→ **Problem requirements**
Whenever a line in the records below contains "directory", pick it out.

(Stored data entries)
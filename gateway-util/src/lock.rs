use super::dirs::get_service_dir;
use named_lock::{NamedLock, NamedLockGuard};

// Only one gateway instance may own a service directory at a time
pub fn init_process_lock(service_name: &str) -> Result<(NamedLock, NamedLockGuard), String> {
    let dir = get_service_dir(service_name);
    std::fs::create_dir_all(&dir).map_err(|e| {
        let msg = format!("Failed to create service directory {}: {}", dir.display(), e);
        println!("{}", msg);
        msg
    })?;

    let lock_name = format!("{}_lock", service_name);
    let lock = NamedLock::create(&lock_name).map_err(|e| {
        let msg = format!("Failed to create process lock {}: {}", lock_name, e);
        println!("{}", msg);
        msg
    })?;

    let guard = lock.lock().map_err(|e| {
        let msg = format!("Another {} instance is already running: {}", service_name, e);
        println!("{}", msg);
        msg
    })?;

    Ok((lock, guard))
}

→ **Solved problem**
// Only one gateway instance may own a service directory at a time
        let msg = format!("Failed to create service directory {}: {}", dir.display(), e);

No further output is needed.